I wish I could say that I gamboled up the slopes of Nepal like a mountain goat. Or begin this report with a sentence that reads: As we forded the Kali Gandaki River, my companions far behind.... Or better yet: Where was my Sherpa guide? Lost, no doubt.
Alas! The truth of the matter is I did not gambol, I limped. I did not ford the Kali Gandaki River, I fell in. And my Sherpa guide is thinking of early retirement. As I nurse sensation back into still-numb feet I now add trekking to the list of things at which I am inept, in a history of general ineptness.
Trekking, the current euphemism for walking, is the latest rage in holiday travel. It is antipathetic to motorized transport, television, home-cooked meals, electric lights, hot baths and beds with coil springs. Nevertheless, people wanting to get away from it all can and do trek—over Alp and through jungle, leaving footprints in the snows of Iceland, the dust of East Africa and the dank flora of New Guinea. Finally, if they are ultimists, they can even try the sine qua non of trekking, the Himalayas, via Nepal, that tiny mountain-studded kingdom between India and Tibet. Of the 12 highest mountains in the world seven are in Nepal. Its people, born on slopes inimical to the wheel, are a merry mixture of countless tribes. Superstitious, they are moved more by gods than politicians. They go barefoot up stony hillsides, breathing unpolluted air. They laugh a lot.
Ah, you are thinking, what joy, what peace, but you are thinking it as you sip a dry martini or snuggle down on your Beautyrest. Likewise, once upon a time, a sweet innocence or two ago, thought I.
It all started when I heard that Cooks Travel Service had scheduled a Himalayan trek from Pokhara to Annapurna. Cooks—The Greatest Name in Travel. Also the Oldest, the Wisest, the Most Economical. For a mere $1,000 I could rely on Cooks to transport me from London to Nepal and back.

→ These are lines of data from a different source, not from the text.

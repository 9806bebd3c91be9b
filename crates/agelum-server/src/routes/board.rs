use agelum_core::types::ItemKind;
use agelum_core::AgelumError;
use axum::extract::{Query, State};
use axum::Json;
use serde::Deserialize;

use crate::error::AppError;
use crate::state::AppState;

#[derive(Debug, Deserialize)]
pub struct BoardQuery {
    #[serde(default)]
    pub repo: Option<String>,
    #[serde(default)]
    pub kind: Option<String>,
}

/// GET /api/board?repo&kind: Kanban columns for tasks (default), epics or ideas.
pub async fn get_board(
    State(app): State<AppState>,
    Query(q): Query<BoardQuery>,
) -> Result<Json<serde_json::Value>, AppError> {
    let root = app.repo_root(q.repo.as_deref())?;
    let kind: ItemKind = q.kind.as_deref().unwrap_or("task").parse()?;
    let result = tokio::task::spawn_blocking(move || {
        let columns = agelum_core::board::board(&root, kind)?;
        Ok::<_, AgelumError>(serde_json::json!({
            "kind": kind,
            "columns": columns,
        }))
    })
    .await
    .map_err(AppError::join)??;

    Ok(Json(result))
}
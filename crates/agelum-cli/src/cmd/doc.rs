use crate::output::{print_json, print_table};
use agelum_core::document;
use anyhow::Context;
use clap::Subcommand;
use std::path::Path;

#[derive(Subcommand)]
pub enum DocSubcommand {
    /// List documents and plans
    List,
    /// Print a document
    Read { path: String },
    /// Write a document from --content or stdin
    Write {
        path: String,
        #[arg(long)]
        content: Option<String>,
    },
    /// Delete a document
    Delete { path: String },
    /// Show the markdown tree under .agelum/
    Tree {
        /// Subdirectory, e.g. doc/docs
        sub: Option<String>,
    },
}

pub fn run(root: &Path, subcmd: DocSubcommand, json: bool) -> anyhow::Result<()> {
    match subcmd {
        DocSubcommand::List => list(root, json),
        DocSubcommand::Read { path } => read(root, &path, json),
        DocSubcommand::Write { path, content } => write(root, &path, content, json),
        DocSubcommand::Delete { path } => delete(root, &path, json),
        DocSubcommand::Tree { sub } => tree(root, sub.as_deref(), json),
    }
}

fn list(root: &Path, json: bool) -> anyhow::Result<()> {
    let docs = document::list_docs(root)?;
    if json {
        return print_json(&docs);
    }
    if docs.is_empty() {
        println!("No documents.");
        return Ok(());
    }
    let rows = docs
        .iter()
        .map(|d| {
            let rel = d.path.strip_prefix(root).unwrap_or(&d.path);
            vec![d.folder.clone(), d.name.clone(), rel.display().to_string()]
        })
        .collect();
    print_table(&["FOLDER", "NAME", "PATH"], rows);
    Ok(())
}

fn read(root: &Path, path: &str, json: bool) -> anyhow::Result<()> {
    let content = document::read(root, path)?;
    if json {
        print_json(&serde_json::json!({ "path": path, "content": content }))?;
    } else {
        print!("{content}");
    }
    Ok(())
}

fn write(root: &Path, path: &str, content: Option<String>, json: bool) -> anyhow::Result<()> {
    let content = match content {
        Some(c) => c,
        None => std::io::read_to_string(std::io::stdin()).context("failed to read stdin")?,
    };
    let full = document::write(root, path, &content)?;
    if json {
        print_json(&serde_json::json!({ "path": full }))?;
    } else {
        println!("Wrote {}", full.display());
    }
    Ok(())
}

fn delete(root: &Path, path: &str, json: bool) -> anyhow::Result<()> {
    document::delete(root, path)?;
    if json {
        print_json(&serde_json::json!({ "deleted": path }))?;
    } else {
        println!("Deleted {path}");
    }
    Ok(())
}

fn tree(root: &Path, sub: Option<&str>, json: bool) -> anyhow::Result<()> {
    let node = document::tree(root, sub)?;
    if json {
        return print_json(&node);
    }
    print_node(&node, 0);
    Ok(())
}

fn print_node(node: &document::FileNode, depth: usize) {
    let suffix = if node.children.is_some() { "/" } else { "" };
    println!("{}{}{suffix}", "  ".repeat(depth), node.name);
    for child in node.children.iter().flatten() {
        print_node(child, depth + 1);
    }
}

The price included food, tent and guidance every step of the way for 21 carefree days among picture-book mountains. There used to be a song, Follow the Man from Cooks. Had Cooks in the past not arranged for countless little old ladies to visit such exotic places as Paris, Venice and Cairo, met them at airports, tucked them into hotels and brought them back? Would a company with such a reputation offer to take me for a walk and lead me down the garden path? Vacation in the Himalayas? Why not? Good old Cooks.
My knowledge of mountains was minimal, though I had applauded the conquest of Everest with the rest of the world and had always admired Sir Edmund Hillary's first words as he and Tenzing Norgay descended from the summit of the highest mountain. "Well," he is reported to have said, "we knocked the bastard off." Prior to that, Maurice Herzog had climbed Annapurna, the first of the Great Himalayas to be scaled, but in the process left all of his fingers and toes behind. Mountains don't fool around. I had a mental vision of myself shaking a small, chapped fist at Annapurna, though trekking, in truth, has about the same relationship to mountain climbing as the Soap Box Derby has to the Indianapolis 500. This in no way diminished my enthusiasm. I am inordinately fond of my fingers and toes. I wrote to Cooks in London for further information.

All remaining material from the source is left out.